> Task to complete:
Look through the entries below for the string "Pagamento", and copy each line where it is found.

(Given records begins)

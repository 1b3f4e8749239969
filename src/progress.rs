//! Progress reporting for in-flight downloads.

use tokio::sync::mpsc;

/// Cloneable handle over an optional caller-supplied progress channel.
///
/// The first event on the channel is the total content length (0 when the
/// server never declared one); every later event is a byte-count delta for a
/// completed chunk or whole-body copy, so the deltas sum to the first event
/// on a successful download.
///
/// Sends are discarded once the receiver is gone: a caller that stops
/// listening cannot stall the workers. A bounded channel gives a slow but
/// live receiver backpressure instead of unbounded memory growth.
#[derive(Clone)]
pub(crate) struct ProgressSender {
    tx: Option<mpsc::Sender<u64>>,
}

impl ProgressSender {
    pub fn new(tx: Option<mpsc::Sender<u64>>) -> Self {
        Self { tx }
    }

    pub async fn send(&self, bytes: u64) {
        if let Some(tx) = &self.tx {
            let _ = tx.send(bytes).await;
        }
    }
}

#[cfg(test)]
mod tests {
    use super::*;

    #[tokio::test]
    async fn detached_sender_is_a_no_op() {
        let progress = ProgressSender::new(None);
        progress.send(42).await;
    }

    #[tokio::test]
    async fn events_arrive_in_order() {
        let (tx, mut rx) = mpsc::channel(4);
        let progress = ProgressSender::new(Some(tx));

        progress.send(160).await;
        progress.send(16).await;

        assert_eq!(rx.recv().await, Some(160));
        assert_eq!(rx.recv().await, Some(16));
    }

    #[tokio::test]
    async fn dropped_receiver_does_not_block() {
        let (tx, rx) = mpsc::channel(1);
        drop(rx);

        let progress = ProgressSender::new(Some(tx));
        progress.send(1).await;
        progress.send(2).await;
    }
}
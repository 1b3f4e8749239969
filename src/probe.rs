//! Range-support probing: HEAD plus the head-fake fallback.

use reqwest::header::{
    HeaderMap, HeaderValue, ACCEPT_RANGES, CONTENT_LENGTH, CONTENT_RANGE, RANGE,
};
use reqwest::{Method, Request, Response, StatusCode, Url};
use tracing::debug;

use crate::client::RequestClient;
use crate::error::{FetchError, FetchResult};
use crate::progress::ProgressSender;
use crate::sink::OutputSink;

/// Issues the preparatory requests that decide between ranged and whole-body
/// download modes. All traffic goes through the configured client, so a
/// retrying client wraps the probe too.
pub(crate) struct Prober<'a> {
    pub client: &'a dyn RequestClient,
    pub url: &'a Url,
    pub headers: &'a HeaderMap,
}

/// What a successful head-fake recovery settled on.
pub(crate) enum HeadFakeOutcome {
    /// The server ignored the range and sent the whole body, which has
    /// already been copied into the sink. The download is complete.
    WholeBody {
        status: StatusCode,
        headers: HeaderMap,
    },
    /// The server honored the range. The returned headers carry a
    /// `Content-Length` synthesized from `Content-Range` and a forced
    /// `Accept-Ranges: bytes`, so the caller can proceed exactly as if the
    /// HEAD had succeeded.
    Ranged {
        status: StatusCode,
        headers: HeaderMap,
    },
}

impl Prober<'_> {
    /// Builds a sub-request carrying the caller's headers.
    fn request(&self, method: Method) -> Request {
        let mut request = Request::new(method, self.url.clone());
        *request.headers_mut() = self.headers.clone();
        request
    }

    /// A plain HEAD for the URL.
    pub async fn head(&self) -> FetchResult<Response> {
        self.client.execute(self.request(Method::HEAD)).await
    }

    /// A GET with a tiny range, used to sniff range support when HEAD is
    /// unavailable or forbidden.
    pub async fn head_fake(&self) -> FetchResult<Response> {
        let mut request = self.request(Method::GET);
        request
            .headers_mut()
            .insert(RANGE, HeaderValue::from_static("bytes=0-10"));

        let response = self.client.execute(request).await?;
        debug!(
            status = response.status().as_u16(),
            content_range = ?response.headers().get(CONTENT_RANGE),
            content_length = ?response.headers().get(CONTENT_LENGTH),
            "head-fake answered"
        );
        Ok(response)
    }

    /// Attempts head-fake recovery after a failed or forbidden HEAD.
    ///
    /// A 200 answer means the server gave us the whole file; it is streamed
    /// into `sink` right here and the download is over. A 206 answer means
    /// ranges work: the total size is lifted from the `Content-Range` header
    /// into a synthesized `Content-Length`. Anything else — including a 206
    /// whose total is `*` or otherwise unparseable — is reported as
    /// [`FetchError::HeadFakeInconclusive`], which tells the caller to fall
    /// back to whatever error preceded this attempt. Transported errors pass
    /// through unchanged.
    pub async fn try_head_fake(
        &self,
        sink: &OutputSink,
        progress: &ProgressSender,
    ) -> FetchResult<HeadFakeOutcome> {
        let response = self.head_fake().await?;

        match response.status() {
            StatusCode::OK => {
                let status = response.status();
                let headers = response.headers().clone();

                // Length unknown until the copy finishes, so the initial
                // progress event is 0, then one delta for the whole body.
                progress.send(0).await;
                let written = sink.write_stream(response).await?;
                progress.send(written).await;

                Ok(HeadFakeOutcome::WholeBody { status, headers })
            }
            StatusCode::PARTIAL_CONTENT => {
                let Some(total) = content_range_total(response.headers()) else {
                    return Err(FetchError::HeadFakeInconclusive);
                };

                let status = response.status();
                let mut headers = response.headers().clone();
                headers.insert(CONTENT_LENGTH, HeaderValue::from(total));
                headers.insert(ACCEPT_RANGES, HeaderValue::from_static("bytes"));

                Ok(HeadFakeOutcome::Ranged { status, headers })
            }
            _ => Err(FetchError::HeadFakeInconclusive),
        }
    }
}

/// Extracts the total size from a `Content-Range: bytes {first}-{last}/{total}`
/// header. A total of `*` (or any other unparseable value) yields `None`:
/// without a concrete size, range mode is not available.
fn content_range_total(headers: &HeaderMap) -> Option<u64> {
    headers
        .get(CONTENT_RANGE)?
        .to_str()
        .ok()?
        .split('/')
        .nth(1)?
        .trim()
        .parse()
        .ok()
}

#[cfg(test)]
mod tests {
    use super::*;

    fn headers_with_content_range(value: &str) -> HeaderMap {
        let mut headers = HeaderMap::new();
        headers.insert(CONTENT_RANGE, HeaderValue::from_str(value).unwrap());
        headers
    }

    #[test]
    fn content_range_total_parses_byte_totals() {
        let headers = headers_with_content_range("bytes 0-10/159");
        assert_eq!(content_range_total(&headers), Some(159));
    }

    #[test]
    fn content_range_total_rejects_wildcard() {
        let headers = headers_with_content_range("bytes 0-10/*");
        assert_eq!(content_range_total(&headers), None);
    }

    #[test]
    fn content_range_total_rejects_garbage() {
        assert_eq!(
            content_range_total(&headers_with_content_range("bytes 0-10")),
            None
        );
        assert_eq!(
            content_range_total(&headers_with_content_range("bytes 0-10/notanumber")),
            None
        );
        assert_eq!(content_range_total(&HeaderMap::new()), None);
    }
}
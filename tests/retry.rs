//! Timing and classification tests for the retrying sub-request client.

use std::time::{Duration, Instant};

use httpmock::Method::GET;
use httpmock::MockServer;
use rangefetch::{FetchError, RequestClient, RetryClient};
use reqwest::{Method, Request, Url};

fn get_request(url: &str) -> Request {
    Request::new(Method::GET, Url::parse(url).unwrap())
}

#[tokio::test]
async fn successful_request_is_not_retried() {
    let server = MockServer::start_async().await;
    let mock = server
        .mock_async(|when, then| {
            when.method(GET).path("/ok");
            then.status(200).body("Woooo");
        })
        .await;

    let client =
        RetryClient::new(3, Duration::from_millis(10), Duration::from_millis(250)).unwrap();
    let response = client.execute(get_request(&server.url("/ok"))).await.unwrap();

    assert_eq!(response.status().as_u16(), 200);
    mock.assert_async().await;
}

#[tokio::test]
async fn timeouts_retry_with_constant_backoff_then_fail() {
    let server = MockServer::start_async().await;
    server
        .mock_async(|when, then| {
            when.method(GET).path("/slow");
            then.status(200).delay(Duration::from_secs(1)).body("late");
        })
        .await;

    // retries=3, every=10ms, per-attempt timeout=10ms: four attempts of at
    // most 10ms each plus three 10ms gaps, roughly 70ms before scheduler
    // slack.
    let client =
        RetryClient::new(3, Duration::from_millis(10), Duration::from_millis(10)).unwrap();

    let start = Instant::now();
    let err = client
        .execute(get_request(&server.url("/slow")))
        .await
        .unwrap_err();
    let elapsed = start.elapsed();

    assert!(matches!(err, FetchError::Network(_)), "got {err:?}");
    assert!(
        elapsed < Duration::from_millis(500),
        "retries took too long: {elapsed:?}"
    );
}

#[tokio::test]
async fn client_errors_are_not_retried() {
    let server = MockServer::start_async().await;
    let mock = server
        .mock_async(|when, then| {
            when.method(GET).path("/forbidden");
            then.status(403);
        })
        .await;

    let client =
        RetryClient::new(3, Duration::from_millis(10), Duration::from_millis(250)).unwrap();
    let err = client
        .execute(get_request(&server.url("/forbidden")))
        .await
        .unwrap_err();

    assert!(matches!(err, FetchError::NonRetriableStatus { status: 403 }));
    mock.assert_hits_async(1).await;
}

#[tokio::test]
async fn server_errors_are_retried_then_surfaced() {
    let server = MockServer::start_async().await;
    let mock = server
        .mock_async(|when, then| {
            when.method(GET).path("/broken");
            then.status(500);
        })
        .await;

    let client =
        RetryClient::new(3, Duration::from_millis(10), Duration::from_millis(250)).unwrap();
    let err = client
        .execute(get_request(&server.url("/broken")))
        .await
        .unwrap_err();

    assert!(matches!(err, FetchError::Http { status: 500, .. }));
    // Initial attempt plus three retries.
    mock.assert_hits_async(4).await;
}

#[tokio::test]
async fn exponential_backoff_stays_under_its_envelope() {
    let server = MockServer::start_async().await;
    server
        .mock_async(|when, then| {
            when.method(GET).path("/slow");
            then.status(200).delay(Duration::from_secs(1)).body("late");
        })
        .await;

    // Four 10ms attempts plus 10+20+40ms of delays, about 110ms; the loose
    // envelope is 10^retries = 1000ms.
    let client = RetryClient::with_exponential_backoff(
        3,
        Duration::from_millis(10),
        Duration::from_millis(10),
    )
    .unwrap();

    let start = Instant::now();
    let err = client
        .execute(get_request(&server.url("/slow")))
        .await
        .unwrap_err();
    let elapsed = start.elapsed();

    assert!(matches!(err, FetchError::Network(_)), "got {err:?}");
    assert!(
        elapsed < Duration::from_millis(1000),
        "exponential retries took too long: {elapsed:?}"
    );
}
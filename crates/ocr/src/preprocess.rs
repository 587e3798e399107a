//! Normalization of rasterized statement pages before recognition.
//! Scanned card statements arrive as low-contrast grayscale-ish scans; a
//! grayscale conversion plus contrast stretch is enough to make the row text
//! legible to the engine.

use image::{DynamicImage, GrayImage, ImageBuffer, Luma};
use std::io::Cursor;
use thiserror::Error;

#[derive(Debug, Error)]
pub enum PreprocessError {
    #[error("failed to load page image: {0}")]
    Load(#[from] image::ImageError),
    #[error("failed to encode processed page: {0}")]
    Encode(String),
}

/// Pages rasterized at 300 DPI land well above what the engine needs; cap the
/// longer edge to keep recognition time bounded.
const MAX_EDGE: u32 = 2800;

/// Take encoded page bytes (PNG / JPEG / …), normalize, and return PNG bytes
/// ready for recognition.
pub fn prepare_page(data: &[u8]) -> Result<Vec<u8>, PreprocessError> {
    let img = image::load_from_memory(data)?;
    encode_as_png(normalize(img))
}

fn normalize(img: DynamicImage) -> DynamicImage {
    let img = if img.width() > MAX_EDGE || img.height() > MAX_EDGE {
        img.resize(MAX_EDGE, MAX_EDGE, image::imageops::FilterType::Lanczos3)
    } else {
        img
    };

    let gray: GrayImage = img.to_luma8();

    let (min_px, max_px) = gray
        .pixels()
        .fold((255u8, 0u8), |(mn, mx), p| (mn.min(p[0]), mx.max(p[0])));

    if max_px == min_px {
        // Uniform page (blank scan) — nothing to stretch.
        return DynamicImage::ImageLuma8(gray);
    }

    let range = (max_px - min_px) as u32;
    let stretched: GrayImage = ImageBuffer::from_fn(gray.width(), gray.height(), |x, y| {
        let p = gray.get_pixel(x, y)[0];
        let v = ((p - min_px) as u32 * 255 / range) as u8;
        Luma([v])
    });

    DynamicImage::ImageLuma8(stretched)
}

fn encode_as_png(img: DynamicImage) -> Result<Vec<u8>, PreprocessError> {
    let mut buf = Vec::new();
    img.write_to(&mut Cursor::new(&mut buf), image::ImageFormat::Png)
        .map_err(|e| PreprocessError::Encode(e.to_string()))?;
    Ok(buf)
}
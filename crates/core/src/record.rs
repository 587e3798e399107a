use chrono::NaiveDate;
use rust_decimal::Decimal;
use serde::{Deserialize, Serialize};

/// Fixed category label for every card purchase; the accounting side expects
/// this exact spelling.
pub const CREDIT_CARD_CATEGORY: &str = "Cartão de Credito";

/// One purchase extracted from a statement.
///
/// `amount` is always strictly positive — credits, refunds and bill payments
/// are filtered out by the parsers before a record is built, never represented
/// as negative amounts.
#[derive(Debug, Clone, PartialEq, Eq, Serialize, Deserialize)]
pub struct TransactionRecord {
    pub description: String,
    pub category: String,
    pub amount: Decimal,
    pub date: NaiveDate,
}

impl TransactionRecord {
    pub fn purchase(description: impl Into<String>, amount: Decimal, date: NaiveDate) -> Self {
        debug_assert!(amount > Decimal::ZERO, "purchase amounts are positive");
        TransactionRecord {
            description: description.into(),
            category: CREDIT_CARD_CATEGORY.to_string(),
            amount,
            date,
        }
    }

    /// Register date in the `DD/MM/YYYY` shape the payables sheet uses.
    pub fn formatted_date(&self) -> String {
        self.date.format("%d/%m/%Y").to_string()
    }
}

#[cfg(test)]
mod tests {
    use super::*;

    #[test]
    fn purchase_sets_fixed_category() {
        let r = TransactionRecord::purchase(
            "LOJA ABC",
            Decimal::new(4590, 2),
            NaiveDate::from_ymd_opt(2025, 1, 15).unwrap(),
        );
        assert_eq!(r.category, CREDIT_CARD_CATEGORY);
        assert_eq!(r.amount, Decimal::new(4590, 2));
    }

    #[test]
    fn formatted_date_is_day_month_year() {
        let r = TransactionRecord::purchase(
            "X",
            Decimal::ONE,
            NaiveDate::from_ymd_opt(2025, 3, 7).unwrap(),
        );
        assert_eq!(r.formatted_date(), "07/03/2025");
    }
}
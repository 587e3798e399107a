pub mod fallback;
pub mod pages;
pub mod preprocess;
pub mod recognizer;

pub use fallback::{extract_document_text, ExtractError, PageSource, MIN_EMBEDDED_TEXT_LEN, RASTER_DPI};
pub use pages::ImageDirSource;
pub use preprocess::{prepare_page, PreprocessError};
pub use recognizer::{MockRecognizer, OcrBackend, OcrError, RECOGNITION_LANG};
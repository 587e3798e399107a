//! Itaú card statements. Rows read `DD/MM  description  R$ value`; the value
//! is always introduced by the currency marker, which keeps it out of the
//! description capture.

use fatura_core::TransactionRecord;

use crate::normalize::{self, re};
use crate::report::{ParseReport, SkipReason};
use crate::router::ParseContext;

const NOISE_KEYWORDS: &[&str] = &[
    "Total",
    "Saldo",
    "Pagamento",
    "Encargos",
    "Tarifas",
    "Custo Efetivo",
];

re!(re_row, r"(\d{2}/\d{2})\s+([^\n]+?)\s+R\$?([\d\.]+,\d{2})");
re!(re_trailing_installment, r"\s*\d{2}/\d{2}$");
re!(re_trailing_un_installment, r"\s*un\d{2}/\d{2}$");

pub fn parse(text: &str, ctx: &ParseContext) -> ParseReport {
    let mut report = ParseReport::default();

    for (idx, raw) in text.lines().enumerate() {
        let line = raw.trim();
        if line.is_empty() {
            continue;
        }
        if NOISE_KEYWORDS.iter().any(|k| line.contains(k)) {
            report.push_skip(idx + 1, SkipReason::NoiseKeyword, line);
            continue;
        }
        let Some(caps) = re_row().captures(line) else {
            continue;
        };

        let value_str = caps.get(3).map(|m| m.as_str()).unwrap_or_default();
        if value_str.contains('-') {
            report.push_skip(idx + 1, SkipReason::CreditOrRefund, line);
            continue;
        }
        let Some(value) = normalize::parse_brl_value(value_str) else {
            report.push_skip(idx + 1, SkipReason::BadAmount, line);
            continue;
        };

        let description = clean_description(caps.get(2).map(|m| m.as_str()).unwrap_or_default());
        let date = normalize::expand_short_date(caps.get(1).map(|m| m.as_str()).unwrap_or_default(), ctx.year);
        report.records.push(TransactionRecord::purchase(
            normalize::tidy_description(&description),
            value,
            date,
        ));
    }

    tracing::debug!(records = report.records.len(), "itau statement scanned");
    report
}

/// Strip the trailing `unNN/NN` and `NN/NN` installment tags.
pub fn clean_description(desc: &str) -> String {
    normalize::fixpoint(desc.to_string(), |d| {
        let d = re_trailing_un_installment().replace(d, "");
        let d = re_trailing_installment().replace(&d, "");
        normalize::collapse_whitespace(&d)
    })
}

#[cfg(test)]
mod tests {
    use super::*;
    use rust_decimal::Decimal;

    const SAMPLE: &str = "\
Extrato de cartão
Vencimento 10/07/2024
05/06   SUPERMERCADO ZAFFARI 02/05   R$152,30
07/06   POSTO SHELL   R$210,00
Pagamento efetuado   R$1.000,00
09/06   FARMACIA PANVEL un01/03   R$38,90
Total da fatura   R$401,20
";

    fn parse_sample() -> ParseReport {
        parse(SAMPLE, &ParseContext::new(2024))
    }

    #[test]
    fn rows_are_extracted_with_context_year() {
        let report = parse_sample();
        assert_eq!(report.records.len(), 3);
        assert_eq!(report.records[0].description, "SUPERMERCADO ZAFFARI");
        assert_eq!(report.records[0].amount, Decimal::new(15230, 2));
        assert_eq!(report.records[0].formatted_date(), "05/06/2024");
    }

    #[test]
    fn noise_lines_are_reported_as_skipped() {
        let report = parse_sample();
        assert!(report
            .skipped
            .iter()
            .any(|s| s.reason == SkipReason::NoiseKeyword && s.excerpt.contains("Pagamento")));
        assert!(report
            .skipped
            .iter()
            .any(|s| s.excerpt.contains("Total da fatura")));
    }

    #[test]
    fn value_requires_currency_marker() {
        let report = parse("05/06 LOJA SEM MARCADOR 152,30\n", &ParseContext::new(2024));
        assert!(report.records.is_empty());
    }

    #[test]
    fn clean_description_strips_both_installment_shapes() {
        assert_eq!(clean_description("LIVRARIA CULTURA 03/10"), "LIVRARIA CULTURA");
        assert_eq!(clean_description("FARMACIA PANVEL un01/03"), "FARMACIA PANVEL");
        assert_eq!(clean_description("PADARIA REAL"), "PADARIA REAL");
    }

    #[test]
    fn clean_description_is_idempotent() {
        for desc in ["LIVRARIA CULTURA 03/10", "FARMACIA un01/03", "LOJA 01/12 02/12"] {
            let once = clean_description(desc);
            assert_eq!(clean_description(&once), once);
        }
    }
}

(Given records ends)

> Response:
    "Pagamento",
Pagamento efetuado   R$1.000,00
            .any(|s| s.reason == SkipReason::NoiseKeyword && s.excerpt.contains("Pagamento")));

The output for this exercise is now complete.